Directions for this task:
Go from the first line below to the one with "pub(crate) mod subjects;" and print each line exactly.

[Exercise materials Boundary: Start]

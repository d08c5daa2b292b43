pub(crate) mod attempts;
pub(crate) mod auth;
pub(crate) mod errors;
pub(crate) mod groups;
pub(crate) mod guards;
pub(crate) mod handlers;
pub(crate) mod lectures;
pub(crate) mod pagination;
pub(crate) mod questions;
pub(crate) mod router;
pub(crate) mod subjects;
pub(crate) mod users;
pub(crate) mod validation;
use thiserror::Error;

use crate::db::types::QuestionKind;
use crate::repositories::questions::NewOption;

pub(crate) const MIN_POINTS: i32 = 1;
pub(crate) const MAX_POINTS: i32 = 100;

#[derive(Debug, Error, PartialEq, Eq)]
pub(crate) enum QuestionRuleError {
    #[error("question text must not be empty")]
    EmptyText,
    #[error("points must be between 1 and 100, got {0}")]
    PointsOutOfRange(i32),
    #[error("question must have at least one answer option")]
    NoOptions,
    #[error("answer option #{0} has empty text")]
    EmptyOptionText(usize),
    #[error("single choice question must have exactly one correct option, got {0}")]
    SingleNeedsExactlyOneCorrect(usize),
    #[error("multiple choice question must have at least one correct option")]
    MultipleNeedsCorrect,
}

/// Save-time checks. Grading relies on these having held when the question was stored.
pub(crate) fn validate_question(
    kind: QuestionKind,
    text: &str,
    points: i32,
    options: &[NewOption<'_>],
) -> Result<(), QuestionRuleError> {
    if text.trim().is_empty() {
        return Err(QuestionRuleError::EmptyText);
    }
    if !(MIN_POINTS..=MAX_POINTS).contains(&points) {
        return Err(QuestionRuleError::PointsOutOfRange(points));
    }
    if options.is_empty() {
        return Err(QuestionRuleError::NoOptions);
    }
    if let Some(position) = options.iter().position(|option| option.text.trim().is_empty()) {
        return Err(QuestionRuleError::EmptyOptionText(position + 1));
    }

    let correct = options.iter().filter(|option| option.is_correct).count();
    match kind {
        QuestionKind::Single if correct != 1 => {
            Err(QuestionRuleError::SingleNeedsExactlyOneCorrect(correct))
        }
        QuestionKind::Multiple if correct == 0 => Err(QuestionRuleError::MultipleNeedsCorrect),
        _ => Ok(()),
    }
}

[Exercise materials Boundary: End]

Output of the task:
repository d08c5daa2b292b43
pub(crate) mod attempts;
pub(crate) mod auth;
pub(crate) mod errors;
pub(crate) mod groups;
pub(crate) mod guards;
pub(crate) mod handlers;
pub(crate) mod lectures;
pub(crate) mod pagination;
pub(crate) mod questions;
pub(crate) mod router;
pub(crate) mod subjects;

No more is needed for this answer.